Using the data below, copy out all lines with the word "analyses".

______________________________

//! Structured change tracking and diagnostics.
//!
//! Passes record what they did - and why a method fell back - into an
//! [`EventLog`] instead of printing. The surrounding compiler decides what
//! to do with the log (counters, dump tooling, test assertions). Events are
//! built with a short chain:
//!
//! ```rust
//! use miropt::opt::{EventKind, EventLog};
//! use miropt::mir::BlockId;
//!
//! let mut log = EventLog::new();
//! log.record(EventKind::NullCheckEliminated)
//!     .block(BlockId::new(3))
//!     .message("receiver already checked on every path");
//! assert_eq!(log.count(EventKind::NullCheckEliminated), 1);
//! ```

use std::fmt;

use strum::{Display, EnumCount};

use crate::mir::BlockId;

/// What happened.
#[derive(Debug, Display, Clone, Copy, PartialEq, Eq, EnumCount)]
#[strum(serialize_all = "kebab-case")]
pub enum EventKind {
    /// A null check was proven redundant.
    NullCheckEliminated,
    /// An array-bounds check was proven redundant.
    RangeCheckEliminated,
    /// A class-initialization check was proven redundant.
    ClassInitCheckEliminated,
    /// A method was marked for the unoptimized fallback path.
    FallbackMarked,
    /// One full fixed-point pass of the value-numbering driver completed.
    FixedPointPass,
}

/// One recorded event.
#[derive(Debug, Clone)]
pub struct Event {
    kind: EventKind,
    block: Option<BlockId>,
    instruction: Option<usize>,
    message: Option<String>,
}

impl Event {
    fn new(kind: EventKind) -> Self {
        Self {
            kind,
            block: None,
            instruction: None,
            message: None,
        }
    }

    /// Attaches the block the event occurred in.
    pub fn block(&mut self, block: BlockId) -> &mut Self {
        self.block = Some(block);
        self
    }

    /// Attaches the instruction index within the block.
    pub fn instruction(&mut self, index: usize) -> &mut Self {
        self.instruction = Some(index);
        self
    }

    /// Attaches a free-form message.
    pub fn message(&mut self, message: impl Into<String>) -> &mut Self {
        self.message = Some(message.into());
        self
    }

    /// Returns the event kind.
    #[must_use]
    pub const fn kind(&self) -> EventKind {
        self.kind
    }
}

impl fmt::Display for Event {
    fn fmt(&self, f: &mut fmt::Formatter<'_>) -> fmt::Result {
        write!(f, "{}", self.kind)?;
        if let Some(block) = self.block {
            write!(f, " @ {block}")?;
            if let Some(instr) = self.instruction {
                write!(f, "[{instr}]")?;
            }
        }
        if let Some(message) = &self.message {
            write!(f, ": {message}")?;
        }
        Ok(())
    }
}

/// An append-only log of [`Event`]s for one pass or one method compile.
#[derive(Debug, Clone, Default)]
pub struct EventLog {
    events: Vec<Event>,
}

impl EventLog {
    /// Creates an empty log.
    #[must_use]
    pub fn new() -> Self {
        Self::default()
    }

    /// Records a new event and returns it for builder-style decoration.
    pub fn record(&mut self, kind: EventKind) -> &mut Event {
        self.events.push(Event::new(kind));
        self.events.last_mut().expect("just pushed")
    }

    /// Returns `true` if nothing was recorded.
    #[must_use]
    pub fn is_empty(&self) -> bool {
        self.events.is_empty()
    }

    /// Returns the number of recorded events.
    #[must_use]
    pub fn len(&self) -> usize {
        self.events.len()
    }

    /// Returns the number of events of one kind.
    #[must_use]
    pub fn count(&self, kind: EventKind) -> usize {
        self.events.iter().filter(|e| e.kind() == kind).count()
    }

    /// Iterates over the recorded events.
    pub fn iter(&self) -> impl Iterator<Item = &Event> {
        self.events.iter()
    }

    /// Appends all events from `other`.
    pub fn merge(&mut self, other: EventLog) {
        self.events.extend(other.events);
    }
}

impl fmt::Display for EventLog {
    fn fmt(&self, f: &mut fmt::Formatter<'_>) -> fmt::Result {
        for event in &self.events {
            writeln!(f, "{event}")?;
        }
        Ok(())
    }
}
//! Graph analyses over the method IR.
//!
//! The analyses build on each other in a fixed sequence:
//!
//! 1. [`DfsOrder::compute`] - DFS preorder/postorder, hidden-block marking
//! 2. [`compute_dominators`] - immediate dominators, dominator bit-sets,
//!    dominance frontiers (written in place on the blocks)
//! 3. [`compute_topological_order`] / [`find_loops`] - natural loops and the
//!    loop-nested topological order
//! 4. [`Liveness::compute`] - per-block live-in registers
//! 5. [`SsaBuilder::build`] - phi placement and renaming (runs 1–4 itself)
//!
//! [`DataflowIterator`] serves ordered block sequences over the computed
//! orders to the optimization passes.

mod dominators;
mod liveness;
mod loops;
mod order;
mod ssa;
mod traversal;

pub use dominators::{compute_dominators, dominates, dominator_children};
pub use liveness::Liveness;
pub use loops::{compute_topological_order, find_loops, NaturalLoop, TopologicalOrder};
pub use order::DfsOrder;
pub use ssa::SsaBuilder;
pub use traversal::{DataflowIterator, TraversalKind};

______________________________

» Answer for the task:
//! Graph analyses over the method IR.
//! The analyses build on each other in a fixed sequence:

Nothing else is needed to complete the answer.